Collaborative for Health Equity Cook County used data to support residents’ demand that the City of Chicago deny General Iron/RMG a permit to operate a polluting facility in their Chicago neighborhood. We used data (qualitative and quantitative) in public letters & petitions, tweets, and press conferences. We use data from CDPH to show the operation of the polluter will worsen inequities between Southeast Black and Latinx and working people and high income white people in Lincoln Park.

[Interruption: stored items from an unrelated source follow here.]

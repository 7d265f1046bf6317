use anyhow::{Context, Result};
use pool_sync::{
    chain::{ChainSource, EthersChain},
    commits::EventSubscriptionManager,
    config::AppConfig,
    engine::Engine,
    notices::Notice,
    pool::BalanceOverSupply,
    registry::PoolRegistry,
    swap::SwapSession,
    sync, utils,
};
use std::sync::Arc;

#[tokio::main]
async fn main() -> Result<()> {
    dotenvy::dotenv().ok();
    utils::init_logging();

    let config = AppConfig::load().context("loading configuration")?;
    tracing::info!(
        url = %config.rpc_ws_url,
        account = ?config.account,
        registry = %config.registry_path.display(),
        "[INIT] pool-sync starting"
    );

    let chain: Arc<dyn ChainSource> = Arc::new(
        EthersChain::connect(config.rpc_ws_url.as_str())
            .await
            .context("connecting to node")?,
    );

    let mut registry = PoolRegistry::load(&config.registry_path).await?;
    registry.adopt(config.pool_addresses.iter().copied()).await?;
    let addresses: Vec<_> = registry.addresses().collect();

    let (engine, handle) = Engine::new(config.account, Arc::new(BalanceOverSupply));
    let engine_task = tokio::spawn(engine.run());

    let loaded = sync::initialise(chain.as_ref(), &handle, &addresses).await?;
    if let Some(account) = config.account {
        sync::refresh_balances(chain.as_ref(), &handle, account).await?;
    }

    let mut subscriptions = EventSubscriptionManager::new(chain.clone(), handle.clone());
    for pool in &loaded {
        if let Err(e) = subscriptions.subscribe(*pool).await {
            tracing::warn!(?pool, error = %e, "[EVENTS] could not subscribe");
        }
    }
    tracing::info!(active = subscriptions.active(), "[INIT] subscriptions established");

    let _resync = sync::spawn_resync_watcher(
        chain.clone(),
        handle.clone(),
        config.resync_interval,
        config.expiry_grace,
    );

    // Notices ---------------------------------------------------------------
    let mut notices = handle.notices();
    tokio::spawn(async move {
        loop {
            match notices.recv().await {
                Ok(Notice::CommitPending(n)) => tracing::info!(
                    message = %n.message,
                    value = %n.value_at_current_price,
                    upkeep = n.deadline_upkeep,
                    cancel = n.cancel_action.label,
                    "[LEDGER] pending commit"
                ),
                Ok(notice) if notice.is_error() => tracing::warn!(?notice, "[ENGINE] notice"),
                Ok(notice) => tracing::info!(?notice, "[ENGINE] notice"),
                Err(tokio::sync::broadcast::error::RecvError::Lagged(skipped)) => {
                    tracing::warn!(skipped, "[ENGINE] notice listener lagged")
                }
                Err(_) => break,
            }
        }
    });

    // Market index follows the pool set -------------------------------------
    let mut pools_rx = handle.watch_pools();
    tokio::spawn(async move {
        let mut session = SwapSession::new();
        loop {
            let pools = pools_rx.borrow_and_update().clone();
            let state = session.refresh_markets(&pools);
            tracing::debug!(
                markets = ?state.markets.keys().collect::<Vec<_>>(),
                selected = ?state.selected_pool,
                "[SWAP] markets"
            );
            if pools_rx.changed().await.is_err() {
                break;
            }
        }
    });

    tokio::signal::ctrl_c().await?;
    tracing::info!(pending = handle.pending().len(), "[ENGINE] shutting down");
    drop(subscriptions);
    drop(handle);
    engine_task.abort();
    Ok(())
}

Participating in Leveraging Hope help us make progress on the work we are doing:

  1. From increased dialogue and communication, CHE would have a better understanding of how organizations in the LH coalition can win their policy agenda using HOPE data.
  2. Members of the CHE coalition will have an increased understanding of the strengths and weaknesses of health data in general, and be familiar with the ‘basics’ of population health indicators
  3. Relationships will be strengthened between members of the LH Coalition through structured and unstructured one-on-one meetings and conversations 
  4. Participation will provide support for practical application—in analysis, framing, or communication, for example– of critical perspectives of public health and epidemiology (Breilh, 2021; Gonsalves, 2020; Krieger, 2021; Petteway, 2020; Thrasher, 2022)A critique of  “conventional public health” is that epidemiology is dominated by a biomedical, reductionist viewpoint that results in an inability to transform society producing systems that support life. 
  5. We would be better positioned to contribute to the local governmental public health planning and assessment projects required by all state-certified public health departments.
  6. We could make recommendations to local governmental agencies, including public health departments.
  7. CHE Cook County could begin to describe historical milestones in Chicago and the region that provide context to otherwise ahistorical use of population health outcome indicators, risk-factors, measures of living conditions, etc. Examples are the dashboards used for Covid-19 and population health data, including Chicago Health Atlas, and others. 
  8. Through discussion and conversation among its members, the we would examine the role of power (and the most useful meaning(s) of power ) including in creation of policy, defining policy options, framing the terms of debate, creating and interpreting population health data, creating hierarchies of dominated and dominating (White supremacist, corporate class elite, patriarchal, …)   populations. 
  9. Begin to outline a strategic path in Chicago and its suburbs for successful power building for health equity among LH members and other anti-racist, pro-social justice organizations.



Breilh, J. (2021). Critical Epidemiology and the People’s Health. Oxford University Press.


Gonsalves, G. (2020, October 22). We’re Never Going Back to Normal. 


Krieger, N. (2021). Ecosocial theory, embodied truths, and the people’s health. Oxford University Press.


Petteway, R. J. (2020). LATENT//Missing: On Missing Values, Narrative Power, and Data Politics in Discourse of COVID-19. Health Education & Behavior, 47(5), 671–676.


Thrasher, S. W. (2022, February 10). There Is Nothing Normal about One Million People Dead from COVID. Scientific American.